Down to the final line, print each entry exactly.

- Material provided:
>>>>>

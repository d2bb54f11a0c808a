//! Screen frames and the conversions applied before encoding

use crate::domain::error::FrameError;

/// One raw screenshot, 4 bytes per pixel in B, G, R, A order, rows top-down
#[derive(Debug, Clone, PartialEq, Eq)]
pub struct RawFrame {
    width: u32,
    height: u32,
    data: Vec<u8>,
}

impl RawFrame {
    pub const BYTES_PER_PIXEL: usize = 4;

    pub fn new(width: u32, height: u32, data: Vec<u8>) -> Result<Self, FrameError> {
        check_geometry(width, height, data.len(), Self::BYTES_PER_PIXEL)?;
        Ok(Self {
            width,
            height,
            data,
        })
    }

    pub fn width(&self) -> u32 {
        self.width
    }

    pub fn height(&self) -> u32 {
        self.height
    }

    pub fn as_bytes(&self) -> &[u8] {
        &self.data
    }

    /// Drop the alpha channel
    pub fn to_bgr(&self) -> BgrFrame {
        let mut out = Vec::with_capacity(self.data.len() / 4 * 3);
        for px in self.data.chunks_exact(4) {
            out.extend_from_slice(&px[..3]);
        }
        BgrFrame {
            width: self.width,
            height: self.height,
            data: out,
        }
    }
}

/// 3 bytes per pixel in B, G, R order: what the video sink consumes
#[derive(Debug, Clone, PartialEq, Eq)]
pub struct BgrFrame {
    width: u32,
    height: u32,
    data: Vec<u8>,
}

impl BgrFrame {
    pub const BYTES_PER_PIXEL: usize = 3;

    pub fn new(width: u32, height: u32, data: Vec<u8>) -> Result<Self, FrameError> {
        check_geometry(width, height, data.len(), Self::BYTES_PER_PIXEL)?;
        Ok(Self {
            width,
            height,
            data,
        })
    }

    pub fn width(&self) -> u32 {
        self.width
    }

    pub fn height(&self) -> u32 {
        self.height
    }

    pub fn size(&self) -> (u32, u32) {
        (self.width, self.height)
    }

    pub fn as_bytes(&self) -> &[u8] {
        &self.data
    }

    /// Nearest-neighbour resize. Returns `self` untouched when the size
    /// already matches, which is the normal case for a full-screen capture.
    pub fn resize(self, width: u32, height: u32) -> Result<Self, FrameError> {
        if (width, height) == self.size() {
            return Ok(self);
        }
        if width == 0 || height == 0 {
            return Err(FrameError::EmptyGeometry { width, height });
        }

        let bpp = Self::BYTES_PER_PIXEL;
        let src_w = self.width as usize;
        let src_h = self.height as usize;
        let (dst_w, dst_h) = (width as usize, height as usize);
        let mut out = vec![0u8; dst_w * dst_h * bpp];

        for y in 0..dst_h {
            let sy = y * src_h / dst_h;
            let src_row = &self.data[sy * src_w * bpp..(sy + 1) * src_w * bpp];
            let dst_row = &mut out[y * dst_w * bpp..(y + 1) * dst_w * bpp];
            for x in 0..dst_w {
                let sx = x * src_w / dst_w;
                dst_row[x * bpp..x * bpp + bpp].copy_from_slice(&src_row[sx * bpp..sx * bpp + bpp]);
            }
        }

        Ok(Self {
            width,
            height,
            data: out,
        })
    }
}

fn check_geometry(width: u32, height: u32, len: usize, bpp: usize) -> Result<(), FrameError> {
    if width == 0 || height == 0 {
        return Err(FrameError::EmptyGeometry { width, height });
    }
    let expected = width as usize * height as usize * bpp;
    if len != expected {
        return Err(FrameError::SizeMismatch {
            width,
            height,
            expected,
            actual: len,
        });
    }
    Ok(())
}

<<<<<

- Worked solution:
repository d2bb54f11a0c808a
//! Screen frames and the conversions applied before encoding

use crate::domain::error::FrameError;

/// One raw screenshot, 4 bytes per pixel in B, G, R, A order, rows top-down
#[derive(Debug, Clone, PartialEq, Eq)]
pub struct RawFrame {
    width: u32,
    height: u32,
    data: Vec<u8>,
}

impl RawFrame {
    pub const BYTES_PER_PIXEL: usize = 4;

    pub fn new(width: u32, height: u32, data: Vec<u8>) -> Result<Self, FrameError> {
        check_geometry(width, height, data.len(), Self::BYTES_PER_PIXEL)?;
        Ok(Self {
            width,
            height,
            data,
        })
    }

    pub fn width(&self) -> u32 {
        self.width
    }

    pub fn height(&self) -> u32 {
        self.height
    }

    pub fn as_bytes(&self) -> &[u8] {
        &self.data
    }

    /// Drop the alpha channel
    pub fn to_bgr(&self) -> BgrFrame {
        let mut out = Vec::with_capacity(self.data.len() / 4 * 3);
        for px in self.data.chunks_exact(4) {
            out.extend_from_slice(&px[..3]);
        }
        BgrFrame {
            width: self.width,
            height: self.height,
            data: out,
        }
    }
}

/// 3 bytes per pixel in B, G, R order: what the video sink consumes
#[derive(Debug, Clone, PartialEq, Eq)]
pub struct BgrFrame {
    width: u32,
    height: u32,
    data: Vec<u8>,
}

impl BgrFrame {
    pub const BYTES_PER_PIXEL: usize = 3;

    pub fn new(width: u32, height: u32, data: Vec<u8>) -> Result<Self, FrameError> {
        check_geometry(width, height, data.len(), Self::BYTES_PER_PIXEL)?;
        Ok(Self {
            width,
            height,
            data,
        })
    }

    pub fn width(&self) -> u32 {
        self.width
    }

    pub fn height(&self) -> u32 {
        self.height
    }

    pub fn size(&self) -> (u32, u32) {
        (self.width, self.height)
    }

    pub fn as_bytes(&self) -> &[u8] {
        &self.data
    }

    /// Nearest-neighbour resize. Returns `self` untouched when the size
    /// already matches, which is the normal case for a full-screen capture.
    pub fn resize(self, width: u32, height: u32) -> Result<Self, FrameError> {
        if (width, height) == self.size() {
            return Ok(self);
        }
        if width == 0 || height == 0 {
            return Err(FrameError::EmptyGeometry { width, height });
        }

        let bpp = Self::BYTES_PER_PIXEL;
        let src_w = self.width as usize;
        let src_h = self.height as usize;
        let (dst_w, dst_h) = (width as usize, height as usize);
        let mut out = vec![0u8; dst_w * dst_h * bpp];

        for y in 0..dst_h {
            let sy = y * src_h / dst_h;
            let src_row = &self.data[sy * src_w * bpp..(sy + 1) * src_w * bpp];
            let dst_row = &mut out[y * dst_w * bpp..(y + 1) * dst_w * bpp];
            for x in 0..dst_w {
                let sx = x * src_w / dst_w;
                dst_row[x * bpp..x * bpp + bpp].copy_from_slice(&src_row[sx * bpp..sx * bpp + bpp]);
            }
        }

        Ok(Self {
            width,
            height,
            data: out,
        })
    }
}

fn check_geometry(width: u32, height: u32, len: usize, bpp: usize) -> Result<(), FrameError> {
    if width == 0 || height == 0 {
        return Err(FrameError::EmptyGeometry { width, height });
    }
    let expected = width as usize * height as usize * bpp;
    if len != expected {
        return Err(FrameError::SizeMismatch {
            width,
            height,
            expected,
            actual: len,
        });
    }
    Ok(())
}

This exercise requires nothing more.